What

is a legacy? 

I want to be remembered like a picnic

full of sun and savor and berry sweet

 

not like a bomb — devastating,

(autographed), quickly forgotten

 

but we do not control the legacy

as we do not control the poem

once its paper thin wings take flight

let me flutter into your thoughts

with whispers of intifada

let me peel the imperialist papers

from the walls of your mind

let us discover as one what it hides

 

What will you leave behind?

 

I want to be remembered like a dream,

even if you wake up in tears,

even though it breaks your heart

 

I embody the dream, from the river to the shining sea

I consume the dreaming as sustenance

to fuel the body which grows gravid

holding within itself the myriad possibilities

also the urgency to make the imagined real

now, now and sooner even —

ERIKA GILL

Erika Gill (they/them) lives, writes and builds community on unceded Tséstho’e (Cheyenne), Očhéthi Šakówiŋ, hinono’eino’ biito’owu’ (Arapaho), and Núu-agha-tʉvʉ-pʉ̱ (Ute) land in Denver, Colorado. Erika is the Editor in Chief of Alternative Milk Magazine, an independent biannual literary and art magazine. They grew up longest in Victorville, CA, which is notable only in being the filming location of The Hills Have Eyes. Erika’s poetry may be found in Rigorous, MORIA, Birdy, and other spaces. Their first collection of poetry, Lone Yellow Flower, is forthcoming from Querencia Press. Socials: @invariablyso

Why this Knocked Martheaus Out:

Wow, look at the power of a white space break in those opening stanzas. The poem opens with a serene, perhaps familiar moment at the picnic only to be turned--through this white space break--into a reality that some do not have the privilege to ignore: war, genocide, occupation, all the devastating autographs we (by which I mean hegemonic countries) leave. This isn't just a trick of craft, it's a reminder of who "we" are, where we stand, and where "we" don't--where we can't. Then the poem moves into this third stanza where the audience is directly addressed. Sometimes there doesn't need to be mystery or implicitly; sometimes--if you want a poem to stir a reaction--all you need to do is turn upward and ask for it. The speaker relinquishes control and says "here." Here is all the power of reflection, here is all this poem's usefulness, and it's in your / our hands.

In the course of time this poem has sat in my inbox, how many people have been killed or displaced in Palestine, the DRC, India, Myanmar, Ukraine, and Sudan. How many lost dreams, and what work can we do--right now--to help find reality in their dreams for relief and peace? I don't know. And that's perhaps why the ending gets me here. It feels almost rushed--not in a half-thought way, but in a way that makes me feel the speaker drift away when they say "now, now and sooner even—"

Interview:

"Legacy" is an odd word. There are personal, familial, cultural, and historical legacies which are slightly all different from one another, but also so near that it's often hard to draw the line. How should we take the discussion of legacy in this poem?

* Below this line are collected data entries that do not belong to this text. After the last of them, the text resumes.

//! HTTP client wrapper for interacting with Typesense.
//!
//! The client owns the bootstrap protocol for the `documents` collection.
//! Bootstrap is deliberately destructive: an existing collection is dropped
//! and recreated so the schema always matches this build. That only runs at
//! startup, never per request.

use crate::config::get_config;
use crate::domain::{Document, DocumentStore, StoreError};
use crate::typesense::types::{DocumentRecord, SearchResponse};
use async_trait::async_trait;
use reqwest::{Client, Method, StatusCode};
use serde_json::json;
use std::time::Duration;

/// Number of nearest neighbors requested from every similarity search.
pub const SEARCH_TOP_K: usize = 10;

const COLLECTION_NAME: &str = "documents";
const READY_ATTEMPTS: usize = 30;
const READY_INTERVAL: Duration = Duration::from_secs(2);

/// Lightweight HTTP client for Typesense operations.
pub struct TypesenseClient {
    pub(crate) http: Client,
    pub(crate) base_url: String,
    pub(crate) api_key: Option<String>,
    pub(crate) dimension: usize,
}

impl TypesenseClient {
    /// Construct a new client using configuration derived from the environment.
    ///
    /// No network traffic happens here; use [`TypesenseClient::connect`] to
    /// establish readiness before serving requests.
    pub fn new() -> Result<Self, StoreError> {
        let config = get_config();
        Self::with_endpoint(
            format!("http://{}:{}", config.typesense_host, config.typesense_port),
            config.typesense_api_key.clone(),
            config.embedding_dimension,
        )
    }

    fn with_endpoint(
        base_url: String,
        api_key: Option<String>,
        dimension: usize,
    ) -> Result<Self, StoreError> {
        let parsed =
            reqwest::Url::parse(&base_url).map_err(|err| StoreError::InvalidUrl(err.to_string()))?;
        let http = Client::builder().user_agent("semsearch/0.1").build()?;
        tracing::debug!(
            url = %parsed,
            has_api_key = api_key.as_deref().map(|value| !value.is_empty()).unwrap_or(false),
            dimension,
            "Initialized Typesense HTTP client"
        );
        Ok(Self {
            http,
            base_url: parsed.to_string().trim_end_matches('/').to_string(),
            api_key,
            dimension,
        })
    }

    /// Construct a client and block until the backing collection is ready.
    ///
    /// Readiness is attempted up to 30 times at a fixed 2-second interval to
    /// absorb Typesense's own startup latency. Exhausting the budget is fatal;
    /// the server must not accept traffic against an unverified schema. This
    /// is the only retry loop in the crate.
    pub async fn connect() -> Result<Self, StoreError> {
        let store = Self::new()?;
        let mut last_error = String::new();
        for attempt in 1..=READY_ATTEMPTS {
            match store.ensure_ready().await {
                Ok(()) => {
                    tracing::info!(attempt, collection = COLLECTION_NAME, "Vector store ready");
                    return Ok(store);
                }
                Err(error) => {
                    last_error = error.to_string();
                    tracing::debug!(attempt, error = %last_error, "Vector store not ready yet");
                    if attempt < READY_ATTEMPTS {
                        tokio::time::sleep(READY_INTERVAL).await;
                    }
                }
            }
        }
        Err(StoreError::Bootstrap {
            attempts: READY_ATTEMPTS,
            last_error,
        })
    }

    /// Verify the `documents` collection exists with the expected schema.
    ///
    /// An existing collection is dropped and recreated so the schema is
    /// guaranteed to match the configured embedding dimension. A creation
    /// conflict raised by a racing process is treated as success.
    pub async fn ensure_ready(&self) -> Result<(), StoreError> {
        let response = self
            .request(Method::GET, &format!("collections/{COLLECTION_NAME}"))
            .send()
            .await?;
        match response.status() {
            StatusCode::OK => {
                let deleted = self
                    .request(Method::DELETE, &format!("collections/{COLLECTION_NAME}"))
                    .send()
                    .await?;
                if !deleted.status().is_success() {
                    tracing::warn!(
                        status = deleted.status().as_u16(),
                        "Failed to drop existing collection before recreation"
                    );
                }
            }
            StatusCode::NOT_FOUND => {}
            status => {
                let body = response.text().await.unwrap_or_default();
                return Err(StoreError::UnexpectedStatus {
                    status: status.as_u16(),
                    body,
                });
            }
        }

        let schema = json!({
            "name": COLLECTION_NAME,
            "fields": [
                { "name": "id", "type": "string" },
                { "name": "content", "type": "string" },
                {
                    "name": "embedding",
                    "type": "float[]",
                    "index": true,
                    "optional": true,
                    "num_dim": self.dimension,
                },
            ],
        });
        let response = self
            .request(Method::POST, "collections")
            .json(&schema)
            .send()
            .await?;
        if response.status().is_success() {
            tracing::debug!(collection = COLLECTION_NAME, "Collection created");
            return Ok(());
        }

        let status = response.status();
        let body = response.text().await.unwrap_or_default();
        if status == StatusCode::CONFLICT || body.contains("already exists") {
            tracing::debug!(
                collection = COLLECTION_NAME,
                "Collection created by a concurrent process"
            );
            return Ok(());
        }
        Err(StoreError::UnexpectedStatus {
            status: status.as_u16(),
            body,
        })
    }

    fn request(&self, method: Method, path: &str) -> reqwest::RequestBuilder {
        let url = format!("{}/{}", self.base_url, path.trim_start_matches('/'));
        let mut req = self.http.request(method, url);
        if let Some(api_key) = &self.api_key
            && !api_key.is_empty()
        {
            req = req.header("X-TYPESENSE-API-KEY", api_key);
        }
        req
    }
}

#[async_trait]
impl DocumentStore for TypesenseClient {
    async fn save(&self, doc: &Document) -> Result<(), StoreError> {
        let embedding = doc.embedding.as_deref().unwrap_or(&[]);
        if embedding.len() != self.dimension {
            return Err(StoreError::DimensionMismatch {
                expected: self.dimension,
                actual: embedding.len(),
            });
        }

        let record = DocumentRecord {
            id: doc.id.clone(),
            content: doc.content.clone(),
            embedding: embedding.to_vec(),
        };
        let response = self
            .request(
                Method::POST,
                &format!("collections/{COLLECTION_NAME}/documents"),
            )
            .query(&[("action", "upsert")])
            .json(&record)
            .send()
            .await?;

        if response.status().is_success() {
            tracing::debug!(id = %doc.id, "Document upserted");
            Ok(())
        } else {
            let status = response.status();
            let body = response.text().await.unwrap_or_default();
            let error = StoreError::UnexpectedStatus {
                status: status.as_u16(),
                body,
            };
            tracing::error!(id = %doc.id, error = %error, "Typesense upsert failed");
            Err(error)
        }
    }

    async fn find_by_id(&self, id: &str) -> Result<Document, StoreError> {
        let response = self
            .request(
                Method::GET,
                &format!("collections/{COLLECTION_NAME}/documents/{id}"),
            )
            .send()
            .await?;

        match response.status() {
            StatusCode::OK => {
                let record: DocumentRecord = response
                    .json()
                    .await
                    .map_err(|err| StoreError::InvalidResponse(err.to_string()))?;
                Ok(record.into_document())
            }
            StatusCode::NOT_FOUND => Err(StoreError::NotFound(id.to_string())),
            status => {
                let body = response.text().await.unwrap_or_default();
                Err(StoreError::UnexpectedStatus {
                    status: status.as_u16(),
                    body,
                })
            }
        }
    }

    async fn search(&self, embedding: &[f32]) -> Result<Vec<Document>, StoreError> {
        let vector_query = format_vector_query(embedding, SEARCH_TOP_K);
        let response = self
            .request(
                Method::GET,
                &format!("collections/{COLLECTION_NAME}/documents/search"),
            )
            .query(&[
                ("q", "*"),
                ("query_by", "content"),
                ("vector_query", vector_query.as_str()),
            ])
            .send()
            .await?;

        if !response.status().is_success() {
            let status = response.status();
            let body = response.text().await.unwrap_or_default();
            let error = StoreError::UnexpectedStatus {
                status: status.as_u16(),
                body,
            };
            tracing::error!(error = %error, "Typesense search failed");
            return Err(error);
        }

        let payload: SearchResponse = response
            .json()
            .await
            .map_err(|err| StoreError::InvalidResponse(err.to_string()))?;
        let documents = payload
            .hits
            .into_iter()
            .map(|hit| hit.document.into_document())
            .collect();
        Ok(documents)
    }
}

fn format_vector_query(embedding: &[f32], k: usize) -> String {
    let values = embedding
        .iter()
        .map(|value| value.to_string())
        .collect::<Vec<_>>()
        .join(", ");
    format!("embedding:([{values}], k:{k})")
}
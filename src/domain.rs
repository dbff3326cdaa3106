//! Document data model and the vector store capability contract.

use async_trait::async_trait;
use thiserror::Error;

/// A unit of indexed text together with its vector embedding.
///
/// The embedding is absent while the document is in flight through the
/// indexing pipeline; a persisted document always carries one whose length
/// matches the store's declared dimension.
#[derive(Debug, Clone, PartialEq)]
pub struct Document {
    /// Unique key for upsert semantics; externally assigned or a generated UUID.
    pub id: String,
    /// Raw UTF-8 text, the unit of embedding and retrieval.
    pub content: String,
    /// Embedding vector, `None` until computed.
    pub embedding: Option<Vec<f32>>,
}

impl Document {
    /// Create a document shell without an embedding.
    pub fn new(id: impl Into<String>, content: impl Into<String>) -> Self {
        Self {
            id: id.into(),
            content: content.into(),
            embedding: None,
        }
    }

    /// Install the embedding produced for this document's content.
    pub fn attach_embedding(&mut self, embedding: Vec<f32>) {
        self.embedding = Some(embedding);
    }
}

/// Errors returned while interacting with the vector store.
#[derive(Debug, Error)]
pub enum StoreError {
    /// Store base URL failed to parse or normalize.
    #[error("Invalid vector store URL: {0}")]
    InvalidUrl(String),
    /// Backend unreachable or the HTTP layer failed before a response arrived.
    #[error("Vector store unavailable: {0}")]
    Unavailable(String),
    /// Backend responded with an unexpected status code.
    #[error("Unexpected vector store response ({status}): {body}")]
    UnexpectedStatus {
        /// HTTP status returned by the store.
        status: u16,
        /// Body payload associated with the failing response.
        body: String,
    },
    /// Backend was reachable but returned a response missing expected fields.
    #[error("Malformed vector store response: {0}")]
    InvalidResponse(String),
    /// Lookup by id found nothing. A normal outcome for point lookups.
    #[error("Document not found: {0}")]
    NotFound(String),
    /// Document embedding does not match the collection schema.
    #[error("Embedding dimension mismatch: expected {expected}, got {actual}")]
    DimensionMismatch {
        /// Dimension declared by the collection schema.
        expected: usize,
        /// Dimension carried by the rejected document.
        actual: usize,
    },
    /// Schema readiness could not be established within the retry budget. Fatal at startup.
    #[error("Vector store bootstrap failed after {attempts} attempts: {last_error}")]
    Bootstrap {
        /// Number of readiness attempts made before giving up.
        attempts: usize,
        /// Last error observed during the readiness loop.
        last_error: String,
    },
}

impl From<reqwest::Error> for StoreError {
    fn from(err: reqwest::Error) -> Self {
        Self::Unavailable(err.to_string())
    }
}

/// Capability contract for persisting and retrieving documents by vector similarity.
#[async_trait]
pub trait DocumentStore: Send + Sync {
    /// Create-or-replace a document by id. Rejects embeddings whose length
    /// differs from the collection schema before any write is attempted.
    async fn save(&self, doc: &Document) -> Result<(), StoreError>;

    /// Retrieve a document by id, or [`StoreError::NotFound`].
    async fn find_by_id(&self, id: &str) -> Result<Document, StoreError>;

    /// Return the nearest documents to the query embedding, closest first.
    /// An empty result is a normal outcome, not an error.
    async fn search(&self, embedding: &[f32]) -> Result<Vec<Document>, StoreError>;
}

The word legacy in this poem is meant to be evocative of a familial legacy. I was ruminating on the fact that since I have chosen to not have children, what I will be leaving behind is intangible. This poem is about my hope that my life and work and writing will reflect the person I am and wish to be, and a cultural legacy of resistance and impact on the ongoing injustices in this world.

The poem addresses a "you," but also is held together by this "I" and "we" and their wants. I'm always wondering about who poets are speaking to, and how they think through listening (both how the poem is receiving and being received). How do you think through those questions and how does it come through in your craft?

I think a lot about how my poems may be received. When I address a "you", it is often my idea of a type of reader who may not be sympathetic to my opinions, so the work is meant to be persuasive. I use "we" to garner that sympathy, and to point out that there are commonalities between myself, the "I" in this case, and the reader. I taught a workshop recently with Querencia Press, the publisher of my forthcoming full length, called "Who is the 'You'? Identity and Perspective in Contemporary Poetry" where we explored the use of address as a method of engaging, challenging, and persuading in poetry.

The word that comes up for me when I walk away from this poem is "audacity." I hope applying that word here isn't offensive because I've always thought that the best poems about justice work are the most audacious. How can "we," as poets, as people of color, as queer people, as occupied people, as women be more audacious.

How can one be a more audacious writer? Say what you need to say with your whole chest. Liberation can and should be a bare minimum expectation. Why shouldn't people with marginalized identities expect to be included, accommodated, cared for by society? This subtle, audacious shift in mindset carries risks, certainly. There is a subtle undercurrent of risk, maybe even danger, in demanding a world accept my transness, my Blackness, my conviction that all humans are worthy of care. In my community it's often said that everyone has a different role in acheiving liberation, and mine is to write. It is not useful to anyone if my writing doesn't have impact because I neuter my tone to appease the sensibilities of my oppressors.